What you should do = Reproduce the data word for word, keeping every line complete.

Records to process =
****************
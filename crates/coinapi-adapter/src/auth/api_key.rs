/*
[INPUT]:  API key string or environment variable
[OUTPUT]: Immutable credential for REST headers and stream handshakes
[POS]:    Auth layer - static API key credential
[UPDATE]: When credential sources or header names change
*/

use std::fmt;

use reqwest::header::HeaderValue;

use crate::http::{CoinApiError, Result};

/// Header carrying the API key on every REST call
pub const API_KEY_HEADER: &str = "X-CoinAPI-Key";

/// Environment variable read by [`ApiKey::from_env`]
pub const API_KEY_ENV: &str = "COINAPI_KEY";

/// CoinAPI key. The value is redacted from `Debug` output.
#[derive(Clone, PartialEq, Eq)]
pub struct ApiKey(String);

impl ApiKey {
    pub fn new(key: impl Into<String>) -> Self {
        Self(key.into())
    }

    /// Read the key from `COINAPI_KEY`
    pub fn from_env() -> Result<Self> {
        Self::from_env_var(API_KEY_ENV)
    }

    /// Read the key from the given environment variable
    pub fn from_env_var(name: &str) -> Result<Self> {
        match std::env::var(name) {
            Ok(value) if !value.trim().is_empty() => Ok(Self(value.trim().to_string())),
            Ok(_) => Err(CoinApiError::Config(format!("{name} is empty"))),
            Err(err) => Err(CoinApiError::Config(format!("{name}: {err}"))),
        }
    }

    pub fn as_str(&self) -> &str {
        &self.0
    }

    /// Header value marked sensitive so it stays out of reqwest's debug logs
    pub(crate) fn header_value(&self) -> Result<HeaderValue> {
        let mut value = HeaderValue::from_str(&self.0)
            .map_err(|err| CoinApiError::Config(format!("invalid API key: {err}")))?;
        value.set_sensitive(true);
        Ok(value)
    }
}

impl fmt::Debug for ApiKey {
    fn fmt(&self, f: &mut fmt::Formatter<'_>) -> fmt::Result {
        f.write_str("ApiKey(***)")
    }
}

impl From<&str> for ApiKey {
    fn from(value: &str) -> Self {
        Self::new(value)
    }
}

impl From<String> for ApiKey {
    fn from(value: String) -> Self {
        Self::new(value)
    }
}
****************
Solution below =
filename crates/coinapi-adapter/src/auth/api_key.rs
/*
[INPUT]:  API key string or environment variable
[OUTPUT]: Immutable credential for REST headers and stream handshakes
[POS]:    Auth layer - static API key credential
[UPDATE]: When credential sources or header names change
*/

use std::fmt;

use reqwest::header::HeaderValue;

use crate::http::{CoinApiError, Result};

/// Header carrying the API key on every REST call
pub const API_KEY_HEADER: &str = "X-CoinAPI-Key";

/// Environment variable read by [`ApiKey::from_env`]
pub const API_KEY_ENV: &str = "COINAPI_KEY";

/// CoinAPI key. The value is redacted from `Debug` output.
#[derive(Clone, PartialEq, Eq)]
pub struct ApiKey(String);

impl ApiKey {
    pub fn new(key: impl Into<String>) -> Self {
        Self(key.into())
    }

    /// Read the key from `COINAPI_KEY`
    pub fn from_env() -> Result<Self> {
        Self::from_env_var(API_KEY_ENV)
    }

    /// Read the key from the given environment variable
    pub fn from_env_var(name: &str) -> Result<Self> {
        match std::env::var(name) {
            Ok(value) if !value.trim().is_empty() => Ok(Self(value.trim().to_string())),
            Ok(_) => Err(CoinApiError::Config(format!("{name} is empty"))),
            Err(err) => Err(CoinApiError::Config(format!("{name}: {err}"))),
        }
    }

    pub fn as_str(&self) -> &str {
        &self.0
    }

    /// Header value marked sensitive so it stays out of reqwest's debug logs
    pub(crate) fn header_value(&self) -> Result<HeaderValue> {
        let mut value = HeaderValue::from_str(&self.0)
            .map_err(|err| CoinApiError::Config(format!("invalid API key: {err}")))?;
        value.set_sensitive(true);
        Ok(value)
    }
}

impl fmt::Debug for ApiKey {
    fn fmt(&self, f: &mut fmt::Formatter<'_>) -> fmt::Result {
        f.write_str("ApiKey(***)")
    }
}

impl From<&str> for ApiKey {
    fn from(value: &str) -> Self {
        Self::new(value)
    }
}

impl From<String> for ApiKey {
    fn from(value: String) -> Self {
        Self::new(value)
    }
}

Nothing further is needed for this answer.